Collected data:
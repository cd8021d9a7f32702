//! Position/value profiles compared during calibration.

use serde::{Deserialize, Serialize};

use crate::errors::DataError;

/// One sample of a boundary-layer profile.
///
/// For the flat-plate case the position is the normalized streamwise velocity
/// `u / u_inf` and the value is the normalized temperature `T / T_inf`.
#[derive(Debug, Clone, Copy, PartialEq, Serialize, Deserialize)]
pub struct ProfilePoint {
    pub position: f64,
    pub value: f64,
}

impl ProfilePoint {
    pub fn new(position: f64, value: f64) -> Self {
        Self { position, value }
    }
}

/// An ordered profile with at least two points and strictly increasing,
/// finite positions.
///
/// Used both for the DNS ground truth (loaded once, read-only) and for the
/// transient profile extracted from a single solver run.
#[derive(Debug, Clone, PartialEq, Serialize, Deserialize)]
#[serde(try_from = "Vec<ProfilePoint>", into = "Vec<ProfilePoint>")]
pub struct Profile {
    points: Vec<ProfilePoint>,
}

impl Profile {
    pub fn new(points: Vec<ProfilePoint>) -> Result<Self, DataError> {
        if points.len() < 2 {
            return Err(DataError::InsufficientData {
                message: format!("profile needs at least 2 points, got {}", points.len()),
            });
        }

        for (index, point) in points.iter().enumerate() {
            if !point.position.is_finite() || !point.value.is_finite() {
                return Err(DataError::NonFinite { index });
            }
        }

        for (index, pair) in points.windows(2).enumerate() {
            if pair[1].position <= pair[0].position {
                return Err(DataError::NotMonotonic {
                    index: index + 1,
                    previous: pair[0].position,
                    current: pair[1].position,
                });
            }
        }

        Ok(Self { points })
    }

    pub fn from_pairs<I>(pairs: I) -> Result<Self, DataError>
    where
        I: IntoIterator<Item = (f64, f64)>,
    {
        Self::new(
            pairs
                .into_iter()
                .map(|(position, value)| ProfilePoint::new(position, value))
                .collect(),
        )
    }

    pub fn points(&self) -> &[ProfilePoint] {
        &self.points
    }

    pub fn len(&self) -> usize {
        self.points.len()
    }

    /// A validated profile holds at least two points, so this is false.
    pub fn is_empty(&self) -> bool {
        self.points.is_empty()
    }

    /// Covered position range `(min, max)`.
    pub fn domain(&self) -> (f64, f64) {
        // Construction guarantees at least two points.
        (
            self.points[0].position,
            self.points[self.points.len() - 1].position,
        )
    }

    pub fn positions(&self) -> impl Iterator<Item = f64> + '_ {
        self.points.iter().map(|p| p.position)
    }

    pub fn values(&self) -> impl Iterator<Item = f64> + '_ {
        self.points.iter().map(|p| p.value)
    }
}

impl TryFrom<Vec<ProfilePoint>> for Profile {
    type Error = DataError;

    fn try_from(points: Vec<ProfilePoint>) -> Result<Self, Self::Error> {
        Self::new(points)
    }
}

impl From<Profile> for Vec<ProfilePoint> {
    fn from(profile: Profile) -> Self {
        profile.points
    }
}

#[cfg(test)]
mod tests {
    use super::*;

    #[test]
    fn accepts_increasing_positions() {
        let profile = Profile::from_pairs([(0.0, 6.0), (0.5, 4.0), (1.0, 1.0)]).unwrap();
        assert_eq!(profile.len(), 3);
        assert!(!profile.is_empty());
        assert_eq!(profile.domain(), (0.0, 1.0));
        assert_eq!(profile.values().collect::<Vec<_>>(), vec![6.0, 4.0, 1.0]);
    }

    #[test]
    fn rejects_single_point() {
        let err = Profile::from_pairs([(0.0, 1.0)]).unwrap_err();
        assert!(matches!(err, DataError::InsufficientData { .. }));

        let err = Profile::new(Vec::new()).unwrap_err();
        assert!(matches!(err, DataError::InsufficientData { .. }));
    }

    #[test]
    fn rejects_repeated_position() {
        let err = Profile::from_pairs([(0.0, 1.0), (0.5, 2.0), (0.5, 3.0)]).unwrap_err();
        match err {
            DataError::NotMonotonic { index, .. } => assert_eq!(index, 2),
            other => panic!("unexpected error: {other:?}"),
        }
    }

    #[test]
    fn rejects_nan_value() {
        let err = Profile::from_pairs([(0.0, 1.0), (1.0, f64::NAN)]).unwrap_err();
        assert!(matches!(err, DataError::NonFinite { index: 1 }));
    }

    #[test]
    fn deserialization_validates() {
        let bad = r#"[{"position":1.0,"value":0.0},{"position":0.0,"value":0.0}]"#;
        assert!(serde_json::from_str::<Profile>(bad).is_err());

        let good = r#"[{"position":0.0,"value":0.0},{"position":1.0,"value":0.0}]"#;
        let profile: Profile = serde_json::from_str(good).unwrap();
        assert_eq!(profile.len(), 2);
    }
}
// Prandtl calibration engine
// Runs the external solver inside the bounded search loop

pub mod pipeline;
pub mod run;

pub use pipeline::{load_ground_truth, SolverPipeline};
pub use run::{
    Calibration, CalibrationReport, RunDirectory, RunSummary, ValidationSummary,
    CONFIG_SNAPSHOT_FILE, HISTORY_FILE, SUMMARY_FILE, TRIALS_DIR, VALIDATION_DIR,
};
==
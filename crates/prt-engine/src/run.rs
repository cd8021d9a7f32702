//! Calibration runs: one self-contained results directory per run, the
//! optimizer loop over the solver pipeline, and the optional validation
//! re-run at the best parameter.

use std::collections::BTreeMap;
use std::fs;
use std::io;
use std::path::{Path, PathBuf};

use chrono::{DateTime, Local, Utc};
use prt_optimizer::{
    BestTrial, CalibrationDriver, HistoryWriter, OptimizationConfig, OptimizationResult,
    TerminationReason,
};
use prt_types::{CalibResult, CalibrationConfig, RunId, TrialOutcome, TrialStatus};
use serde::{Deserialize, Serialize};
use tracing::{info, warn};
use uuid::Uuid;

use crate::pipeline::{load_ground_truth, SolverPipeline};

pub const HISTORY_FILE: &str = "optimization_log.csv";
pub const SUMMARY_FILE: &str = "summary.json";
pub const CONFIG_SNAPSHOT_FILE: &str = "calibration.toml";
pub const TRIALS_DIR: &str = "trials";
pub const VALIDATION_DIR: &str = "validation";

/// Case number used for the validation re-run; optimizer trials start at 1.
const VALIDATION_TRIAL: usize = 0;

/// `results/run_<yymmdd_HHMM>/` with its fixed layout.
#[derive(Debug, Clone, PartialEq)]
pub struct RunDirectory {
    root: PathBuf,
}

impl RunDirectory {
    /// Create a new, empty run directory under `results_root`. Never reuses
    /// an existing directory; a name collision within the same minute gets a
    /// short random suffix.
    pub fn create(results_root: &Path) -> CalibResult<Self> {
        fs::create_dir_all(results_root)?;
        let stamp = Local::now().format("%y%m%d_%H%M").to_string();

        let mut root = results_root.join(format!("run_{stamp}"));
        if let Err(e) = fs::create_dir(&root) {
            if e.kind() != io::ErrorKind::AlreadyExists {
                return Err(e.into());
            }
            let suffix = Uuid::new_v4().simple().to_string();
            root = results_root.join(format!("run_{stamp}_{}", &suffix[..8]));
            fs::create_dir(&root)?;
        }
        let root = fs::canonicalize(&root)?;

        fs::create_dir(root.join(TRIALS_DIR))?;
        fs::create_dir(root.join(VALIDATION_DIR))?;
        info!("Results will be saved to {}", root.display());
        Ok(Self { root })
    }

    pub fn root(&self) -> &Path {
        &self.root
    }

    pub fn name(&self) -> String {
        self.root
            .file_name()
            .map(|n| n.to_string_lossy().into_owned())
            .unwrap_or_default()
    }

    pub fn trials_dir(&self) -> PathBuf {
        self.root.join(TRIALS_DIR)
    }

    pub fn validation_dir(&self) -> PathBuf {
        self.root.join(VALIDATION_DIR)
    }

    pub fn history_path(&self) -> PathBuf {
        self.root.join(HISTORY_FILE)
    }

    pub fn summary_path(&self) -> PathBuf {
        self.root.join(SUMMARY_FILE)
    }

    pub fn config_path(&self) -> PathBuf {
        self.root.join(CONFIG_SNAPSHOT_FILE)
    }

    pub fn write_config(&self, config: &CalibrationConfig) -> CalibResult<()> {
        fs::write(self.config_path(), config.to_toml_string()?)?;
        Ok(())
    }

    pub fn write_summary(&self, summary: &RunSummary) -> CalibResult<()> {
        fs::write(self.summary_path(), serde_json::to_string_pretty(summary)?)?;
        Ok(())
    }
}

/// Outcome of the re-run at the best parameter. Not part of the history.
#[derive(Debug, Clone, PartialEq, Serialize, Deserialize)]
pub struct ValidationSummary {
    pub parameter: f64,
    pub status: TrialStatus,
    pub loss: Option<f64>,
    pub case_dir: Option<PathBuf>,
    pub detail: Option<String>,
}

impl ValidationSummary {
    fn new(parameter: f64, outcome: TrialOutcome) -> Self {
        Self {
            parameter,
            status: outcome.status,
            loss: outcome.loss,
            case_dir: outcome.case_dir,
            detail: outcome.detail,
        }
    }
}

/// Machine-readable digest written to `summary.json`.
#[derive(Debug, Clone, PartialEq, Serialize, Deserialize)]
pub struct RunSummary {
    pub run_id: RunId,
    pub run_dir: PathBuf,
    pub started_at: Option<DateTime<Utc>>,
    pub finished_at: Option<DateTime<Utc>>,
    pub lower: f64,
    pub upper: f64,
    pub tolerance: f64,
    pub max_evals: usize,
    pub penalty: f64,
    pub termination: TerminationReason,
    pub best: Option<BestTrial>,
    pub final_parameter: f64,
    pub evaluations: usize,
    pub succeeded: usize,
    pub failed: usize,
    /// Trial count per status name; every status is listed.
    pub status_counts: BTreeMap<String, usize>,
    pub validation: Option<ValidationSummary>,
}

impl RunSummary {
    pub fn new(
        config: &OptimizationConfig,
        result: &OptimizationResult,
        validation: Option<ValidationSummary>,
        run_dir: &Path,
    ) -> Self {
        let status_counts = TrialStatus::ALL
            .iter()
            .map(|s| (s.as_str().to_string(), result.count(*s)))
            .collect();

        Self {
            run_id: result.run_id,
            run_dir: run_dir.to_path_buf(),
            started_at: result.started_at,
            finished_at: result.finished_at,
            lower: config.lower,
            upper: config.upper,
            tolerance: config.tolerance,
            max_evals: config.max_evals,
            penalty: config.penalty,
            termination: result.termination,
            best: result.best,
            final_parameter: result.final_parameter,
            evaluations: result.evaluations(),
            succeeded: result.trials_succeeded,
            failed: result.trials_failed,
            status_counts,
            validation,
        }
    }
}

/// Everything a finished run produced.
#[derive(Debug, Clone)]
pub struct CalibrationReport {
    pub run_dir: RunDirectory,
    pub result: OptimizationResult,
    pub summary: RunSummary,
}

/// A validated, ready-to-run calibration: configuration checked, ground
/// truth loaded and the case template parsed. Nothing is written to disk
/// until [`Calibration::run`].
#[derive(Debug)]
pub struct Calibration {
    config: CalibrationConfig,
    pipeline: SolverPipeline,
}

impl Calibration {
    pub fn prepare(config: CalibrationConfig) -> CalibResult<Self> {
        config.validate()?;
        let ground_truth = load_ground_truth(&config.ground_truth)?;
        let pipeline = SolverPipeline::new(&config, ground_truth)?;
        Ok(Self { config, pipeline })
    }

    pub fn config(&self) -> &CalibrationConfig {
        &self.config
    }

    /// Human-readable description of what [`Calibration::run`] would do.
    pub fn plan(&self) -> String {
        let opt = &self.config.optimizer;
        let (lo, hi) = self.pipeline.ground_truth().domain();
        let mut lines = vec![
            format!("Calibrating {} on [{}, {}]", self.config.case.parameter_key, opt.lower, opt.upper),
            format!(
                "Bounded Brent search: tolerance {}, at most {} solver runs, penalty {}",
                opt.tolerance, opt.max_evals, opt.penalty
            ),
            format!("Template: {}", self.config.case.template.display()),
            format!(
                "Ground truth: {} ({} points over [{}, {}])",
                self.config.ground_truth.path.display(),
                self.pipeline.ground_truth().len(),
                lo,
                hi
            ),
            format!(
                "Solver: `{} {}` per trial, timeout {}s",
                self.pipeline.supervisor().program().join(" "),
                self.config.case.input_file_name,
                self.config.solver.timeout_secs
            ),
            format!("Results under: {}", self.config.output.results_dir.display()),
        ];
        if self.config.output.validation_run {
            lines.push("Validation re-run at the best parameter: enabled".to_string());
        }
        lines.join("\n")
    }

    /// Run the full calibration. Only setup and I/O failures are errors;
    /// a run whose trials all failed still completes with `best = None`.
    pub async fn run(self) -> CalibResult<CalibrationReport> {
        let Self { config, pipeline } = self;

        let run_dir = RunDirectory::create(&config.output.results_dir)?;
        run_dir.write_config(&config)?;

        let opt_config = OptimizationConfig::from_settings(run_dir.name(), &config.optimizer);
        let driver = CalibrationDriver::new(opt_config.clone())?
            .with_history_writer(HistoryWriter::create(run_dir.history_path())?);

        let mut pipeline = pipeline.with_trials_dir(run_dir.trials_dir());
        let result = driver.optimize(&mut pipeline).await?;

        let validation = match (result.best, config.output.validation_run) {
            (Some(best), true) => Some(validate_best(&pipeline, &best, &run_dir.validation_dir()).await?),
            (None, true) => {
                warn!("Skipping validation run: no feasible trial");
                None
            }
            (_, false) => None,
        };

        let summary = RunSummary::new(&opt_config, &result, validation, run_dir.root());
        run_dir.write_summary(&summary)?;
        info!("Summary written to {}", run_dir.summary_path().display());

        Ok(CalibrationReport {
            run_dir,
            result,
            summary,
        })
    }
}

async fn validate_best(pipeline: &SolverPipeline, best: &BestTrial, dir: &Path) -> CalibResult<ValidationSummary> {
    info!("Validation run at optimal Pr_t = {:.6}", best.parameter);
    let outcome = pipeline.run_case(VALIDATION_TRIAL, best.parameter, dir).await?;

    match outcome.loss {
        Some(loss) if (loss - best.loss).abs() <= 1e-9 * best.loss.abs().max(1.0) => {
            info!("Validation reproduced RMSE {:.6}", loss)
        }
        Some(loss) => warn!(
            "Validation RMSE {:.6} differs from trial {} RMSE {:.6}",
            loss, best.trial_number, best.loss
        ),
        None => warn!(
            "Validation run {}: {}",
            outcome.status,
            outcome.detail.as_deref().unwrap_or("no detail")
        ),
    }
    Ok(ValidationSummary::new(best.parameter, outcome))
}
==
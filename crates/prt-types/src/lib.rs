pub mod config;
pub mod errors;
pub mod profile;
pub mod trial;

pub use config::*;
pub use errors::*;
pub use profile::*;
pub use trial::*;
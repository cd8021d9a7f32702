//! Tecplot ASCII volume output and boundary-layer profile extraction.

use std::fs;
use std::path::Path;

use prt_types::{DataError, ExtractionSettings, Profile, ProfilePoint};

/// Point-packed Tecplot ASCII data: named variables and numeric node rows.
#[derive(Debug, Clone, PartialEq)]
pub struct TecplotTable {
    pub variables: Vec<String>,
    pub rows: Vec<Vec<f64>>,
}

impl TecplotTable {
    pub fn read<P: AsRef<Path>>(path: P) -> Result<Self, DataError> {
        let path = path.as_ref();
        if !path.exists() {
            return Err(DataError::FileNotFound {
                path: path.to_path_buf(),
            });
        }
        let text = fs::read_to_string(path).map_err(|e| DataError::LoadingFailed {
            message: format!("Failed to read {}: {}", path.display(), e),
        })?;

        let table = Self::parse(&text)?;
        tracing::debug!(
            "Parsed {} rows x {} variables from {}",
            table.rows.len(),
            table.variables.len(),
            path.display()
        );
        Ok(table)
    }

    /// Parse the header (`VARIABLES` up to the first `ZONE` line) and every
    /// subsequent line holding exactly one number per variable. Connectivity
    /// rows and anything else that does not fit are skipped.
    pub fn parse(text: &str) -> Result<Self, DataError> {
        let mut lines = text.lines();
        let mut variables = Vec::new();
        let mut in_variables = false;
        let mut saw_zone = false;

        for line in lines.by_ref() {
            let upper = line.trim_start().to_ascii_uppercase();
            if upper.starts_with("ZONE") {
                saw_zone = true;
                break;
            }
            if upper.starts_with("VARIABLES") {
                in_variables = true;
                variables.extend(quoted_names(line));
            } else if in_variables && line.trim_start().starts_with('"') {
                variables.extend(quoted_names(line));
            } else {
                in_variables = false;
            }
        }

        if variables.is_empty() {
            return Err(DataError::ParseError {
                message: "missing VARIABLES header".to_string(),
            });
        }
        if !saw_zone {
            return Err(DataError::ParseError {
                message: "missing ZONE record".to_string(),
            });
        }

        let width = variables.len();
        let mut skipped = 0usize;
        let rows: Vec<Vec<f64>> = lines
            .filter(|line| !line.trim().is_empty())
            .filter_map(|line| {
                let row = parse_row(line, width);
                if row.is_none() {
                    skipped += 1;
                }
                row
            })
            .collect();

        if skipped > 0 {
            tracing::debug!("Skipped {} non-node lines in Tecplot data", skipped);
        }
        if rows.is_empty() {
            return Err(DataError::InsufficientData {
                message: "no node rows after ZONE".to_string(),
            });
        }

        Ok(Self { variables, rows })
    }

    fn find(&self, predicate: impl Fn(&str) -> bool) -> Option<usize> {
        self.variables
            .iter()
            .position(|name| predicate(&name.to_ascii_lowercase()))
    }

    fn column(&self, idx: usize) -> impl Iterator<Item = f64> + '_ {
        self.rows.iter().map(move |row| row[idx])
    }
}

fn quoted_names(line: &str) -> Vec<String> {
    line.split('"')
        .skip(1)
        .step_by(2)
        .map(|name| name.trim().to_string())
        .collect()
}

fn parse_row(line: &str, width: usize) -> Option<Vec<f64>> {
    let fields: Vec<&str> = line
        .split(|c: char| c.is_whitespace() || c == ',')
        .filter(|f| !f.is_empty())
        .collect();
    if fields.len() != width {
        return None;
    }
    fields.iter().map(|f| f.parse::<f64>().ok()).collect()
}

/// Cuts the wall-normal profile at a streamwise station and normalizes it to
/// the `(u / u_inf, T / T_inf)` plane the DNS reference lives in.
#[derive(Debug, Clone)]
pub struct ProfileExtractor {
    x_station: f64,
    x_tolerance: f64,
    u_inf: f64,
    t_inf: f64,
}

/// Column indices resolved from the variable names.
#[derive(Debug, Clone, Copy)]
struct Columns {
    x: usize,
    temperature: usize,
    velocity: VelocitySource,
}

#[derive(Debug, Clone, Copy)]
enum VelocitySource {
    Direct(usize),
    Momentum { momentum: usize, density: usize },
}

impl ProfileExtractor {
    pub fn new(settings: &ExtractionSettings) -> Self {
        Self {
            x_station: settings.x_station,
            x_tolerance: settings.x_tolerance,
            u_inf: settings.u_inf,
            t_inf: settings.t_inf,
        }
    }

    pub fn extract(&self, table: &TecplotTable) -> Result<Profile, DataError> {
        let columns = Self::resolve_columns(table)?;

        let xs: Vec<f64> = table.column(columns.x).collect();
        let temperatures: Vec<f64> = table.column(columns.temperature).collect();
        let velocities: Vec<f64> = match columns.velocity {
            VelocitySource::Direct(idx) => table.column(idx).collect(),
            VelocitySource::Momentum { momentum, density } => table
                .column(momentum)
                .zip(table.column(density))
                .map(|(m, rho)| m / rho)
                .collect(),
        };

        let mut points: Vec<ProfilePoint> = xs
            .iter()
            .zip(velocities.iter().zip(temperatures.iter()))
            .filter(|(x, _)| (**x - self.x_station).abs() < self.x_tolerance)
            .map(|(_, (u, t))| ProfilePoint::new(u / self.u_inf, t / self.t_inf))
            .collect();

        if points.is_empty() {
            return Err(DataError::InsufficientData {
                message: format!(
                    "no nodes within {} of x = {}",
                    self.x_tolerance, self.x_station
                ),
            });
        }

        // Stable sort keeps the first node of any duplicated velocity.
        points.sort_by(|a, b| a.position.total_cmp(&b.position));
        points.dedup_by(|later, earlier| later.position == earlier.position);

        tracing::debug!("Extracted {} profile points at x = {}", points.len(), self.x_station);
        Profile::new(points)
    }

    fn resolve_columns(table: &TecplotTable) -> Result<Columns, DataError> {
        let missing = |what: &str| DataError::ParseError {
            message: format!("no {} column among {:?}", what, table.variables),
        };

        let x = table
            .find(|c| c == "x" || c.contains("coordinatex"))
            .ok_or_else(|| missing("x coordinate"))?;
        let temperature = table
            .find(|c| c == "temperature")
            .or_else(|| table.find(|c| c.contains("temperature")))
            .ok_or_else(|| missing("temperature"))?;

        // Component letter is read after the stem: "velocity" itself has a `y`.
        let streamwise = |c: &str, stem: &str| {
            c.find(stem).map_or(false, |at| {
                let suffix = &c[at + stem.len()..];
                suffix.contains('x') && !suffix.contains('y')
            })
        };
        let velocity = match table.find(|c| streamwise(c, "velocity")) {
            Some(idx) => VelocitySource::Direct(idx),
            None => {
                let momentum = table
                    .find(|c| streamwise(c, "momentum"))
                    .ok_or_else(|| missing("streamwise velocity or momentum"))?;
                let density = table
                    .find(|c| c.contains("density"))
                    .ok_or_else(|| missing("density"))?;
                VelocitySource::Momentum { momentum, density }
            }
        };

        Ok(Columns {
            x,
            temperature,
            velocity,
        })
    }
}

[How to complete this task]: Write out, from the lines above, only those from the line with "use std::collections::BTreeMap;" to the line with "pub const CONFIG_SNAPSHOT_FILE: &str", exactly as given, including the first and the last.

[Answer space]:
use std::collections::BTreeMap;
use std::fs;
use std::io;
use std::path::{Path, PathBuf};

use chrono::{DateTime, Local, Utc};
use prt_optimizer::{
    BestTrial, CalibrationDriver, HistoryWriter, OptimizationConfig, OptimizationResult,
    TerminationReason,
};
use prt_types::{CalibResult, CalibrationConfig, RunId, TrialOutcome, TrialStatus};
use serde::{Deserialize, Serialize};
use tracing::{info, warn};
use uuid::Uuid;

use crate::pipeline::{load_ground_truth, SolverPipeline};

pub const HISTORY_FILE: &str = "optimization_log.csv";
pub const SUMMARY_FILE: &str = "summary.json";
pub const CONFIG_SNAPSHOT_FILE: &str = "calibration.toml";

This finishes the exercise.